The Iran war, unleashed on Feb. 28 by Israel and the United States against Iran, has caused the biggest energy supply disruption ever after triggering a blockade in the Strait of Hormuz, bottling up a fifth of global oil and gas supply.
“Countries will always consider alternative routes for their strategic supplies, vital energy sources, and other essential procurements, and will look to take action accordingly,” Turkish Trade Minister Ömer Bolat told an event in Istanbul.
He said the “single route” approach in global trade has come to an end, adding that Türkiye’s flexible logistics capacity enables it to adapt to different scenarios and secure flows.
Bolat said the consensus among analysts is that the Strait of Hormuz closure is having more destructive consequences for the global economy than previous crises.
He noted that around 25% of global oil, 20% of natural gas, and roughly one-third of fertilizer and petrochemical trade passed through the waterway before the war.
“As attacks on shipping began and Iran started using the strait as leverage, supply disruption fears suddenly increased and prices rose sharply,” Bolat said.
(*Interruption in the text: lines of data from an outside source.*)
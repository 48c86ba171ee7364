//! Arrow glyphs for orientation data.

use gempy_viewer_core::{DVec3, Result, ViewerError};
use glam::{DMat4, Vec3};
use ply_rs::ply::{DefaultElement, Ply};

use crate::ply_export::PlyBuilder;
use crate::structure::Structure;

/// Fraction of the arrow length taken by the head.
const HEAD_FRACTION: f64 = 0.25;

/// Arrows anchored at their tail, one per orientation.
pub struct ArrowGlyphs {
    name: String,
    origins: Vec<DVec3>,
    directions: Vec<DVec3>,
    colors: Vec<Vec3>,
    factor: f64,
    enabled: bool,
    transform: DMat4,
}

impl ArrowGlyphs {
    /// Creates glyphs. Each arrow points along its direction and is `factor`
    /// long times the direction length.
    pub fn new(
        name: impl Into<String>,
        origins: Vec<DVec3>,
        directions: Vec<DVec3>,
        factor: f64,
    ) -> Result<Self> {
        if origins.len() != directions.len() {
            return Err(ViewerError::SizeMismatch {
                expected: origins.len(),
                actual: directions.len(),
            });
        }
        let colors = vec![Vec3::ZERO; origins.len()];
        Ok(Self {
            name: name.into(),
            origins,
            directions,
            colors,
            factor,
            enabled: true,
            transform: DMat4::IDENTITY,
        })
    }

    /// Sets one color per arrow.
    pub fn set_colors(&mut self, colors: Vec<Vec3>) -> Result<&mut Self> {
        if colors.len() != self.origins.len() {
            return Err(ViewerError::SizeMismatch {
                expected: self.origins.len(),
                actual: colors.len(),
            });
        }
        self.colors = colors;
        Ok(self)
    }

    #[must_use]
    pub fn num_arrows(&self) -> usize {
        self.origins.len()
    }

    #[must_use]
    pub fn factor(&self) -> f64 {
        self.factor
    }

    /// Tip position of arrow `i`.
    #[must_use]
    pub fn tip(&self, i: usize) -> DVec3 {
        self.origins[i] + self.directions[i] * self.factor
    }

    /// Line geometry of all arrows: a shaft plus four head barbs each.
    #[must_use]
    pub fn line_geometry(&self) -> (Vec<DVec3>, Vec<[u32; 2]>, Vec<Vec3>) {
        let mut nodes = Vec::with_capacity(self.origins.len() * 6);
        let mut edges = Vec::with_capacity(self.origins.len() * 5);
        let mut colors = Vec::with_capacity(self.origins.len() * 6);
        for (i, (&origin, &dir)) in self.origins.iter().zip(&self.directions).enumerate() {
            let shaft = dir * self.factor;
            let length = shaft.length();
            if length == 0.0 {
                continue;
            }
            let tip = origin + shaft;
            let axis = shaft / length;
            let side = axis.any_orthonormal_vector();
            let up = axis.cross(side);
            let base = tip - axis * length * HEAD_FRACTION;
            let width = length * HEAD_FRACTION * 0.5;

            let start = u32::try_from(nodes.len()).unwrap_or(u32::MAX);
            nodes.extend([
                origin,
                tip,
                base + side * width,
                base - side * width,
                base + up * width,
                base - up * width,
            ]);
            colors.extend([self.colors[i]; 6]);
            edges.push([start, start + 1]);
            for barb in 2..6 {
                edges.push([start + 1, start + barb]);
            }
        }
        (nodes, edges, colors)
    }
}

impl Structure for ArrowGlyphs {
    fn name(&self) -> &str {
        &self.name
    }

    fn type_name(&self) -> &'static str {
        "ArrowGlyphs"
    }

    fn positions(&self) -> &[DVec3] {
        &self.origins
    }

    fn transform(&self) -> DMat4 {
        self.transform
    }

    fn set_transform(&mut self, transform: DMat4) {
        self.transform = transform;
    }

    fn is_enabled(&self) -> bool {
        self.enabled
    }

    fn set_enabled(&mut self, enabled: bool) {
        self.enabled = enabled;
    }

    fn to_ply(&self) -> Result<Ply<DefaultElement>> {
        let (nodes, edges, colors) = self.line_geometry();
        let world = nodes
            .iter()
            .map(|p| self.transform.transform_point3(*p))
            .collect();
        PlyBuilder::new(world)
            .colors(colors)
            .edges(edges)
            .comment(format!("arrow glyphs {}", self.name))
            .build()
    }
}

#[cfg(test)]
mod tests {
    use super::*;

    #[test]
    fn test_tip_uses_factor() {
        let glyphs =
            ArrowGlyphs::new("orientations", vec![DVec3::ZERO], vec![DVec3::Z], 50.0).unwrap();
        assert_eq!(glyphs.tip(0), DVec3::new(0.0, 0.0, 50.0));
    }

    #[test]
    fn test_geometry_per_arrow() {
        let glyphs = ArrowGlyphs::new(
            "orientations",
            vec![DVec3::ZERO, DVec3::ONE, DVec3::X],
            vec![DVec3::X, DVec3::ZERO, DVec3::Y],
            2.0,
        )
        .unwrap();
        let (nodes, edges, colors) = glyphs.line_geometry();
        // zero-length arrow skipped
        assert_eq!(nodes.len(), 12);
        assert_eq!(edges.len(), 10);
        assert_eq!(colors.len(), 12);
        assert_eq!(edges[5], [6, 7]);
        // barbs sit behind the tip
        assert!(nodes[2].x < nodes[1].x);
    }

    #[test]
    fn test_mismatched_inputs() {
        assert!(ArrowGlyphs::new("o", vec![DVec3::ZERO], vec![], 1.0).is_err());
    }
}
He said higher prices in oil, gas and fertilizers were feeding into global inflation pressures.
Bolat said global trade growth was already slowing, with world goods trade expected to expand by only 1.9% this year from 4.6% in 2025 under baseline estimates, and potentially as low as 1.4% under a pessimistic scenario, according to the World Trade Organization.
He said Türkiye had managed to avoid supply shortages despite global volatility, citing government measures and pre-emptive procurement strategies.
“There has been no supply shortage in fuel, electricity, natural gas, fertilizers or petrochemical products,” he said, adding that price increases reflected global market conditions rather than domestic shortages.
Disruptions cut exports to Gulf
Bolat said Türkiye’s exports to Gulf countries declined in March due to disruptions, falling by 35% to $1.5 billion, but noted that demand from other markets had increased as countries sought alternative suppliers.
“When those in Europe were unable to obtain products from the Far East or the Gulf, orders from there also began to increase,” he said.
Bolat said regional transport corridors were being reshaped, pointing to alternative routes through Iraq, Saudi Arabia and Jordan, as well as ongoing efforts under the Development Road Project.
“One thing is clear: the Gulf and Hormuz will not be the same as before,” he said.
Bolat recalled that the 10-year transit visa issue, which enabled Turkish truck drivers to pass through Saudi Arabia to the Gulf countries, has been resolved.
Since mid-April, transit routes have been operational both via Jordan and Saudi Arabia, and via Türkiye, Iraq and Saudi Arabia, he added.
He said Türkiye is implementing a multidimensional trade and transportation strategy through routes and projects, including the Zangezur Corridor, connecting Azerbaijan and Nakhchivan, the Development Road, the Middle Corridor, the Baku-Tbilisi-Kars Railway, the Habur and Syria transit lines, and new logistics routes linking the Gulf and Europe.
Bolat also highlighted Türkiye’s role in European trade, noting that annual total trade with the European Union stood at $233 billion, with exports slightly exceeding imports.
The bloc receives more than 40% of Türkiye’s exports. Türkiye is one of the EU’s key partners in sectors such as automotive.
Bolat added that Türkiye was the EU’s fifth-largest trading partner and one of the top three countries in the EU’s free trade agreement network.
“Therefore, Türkiye is just as important for the EU as the EU is for Türkiye,” he said.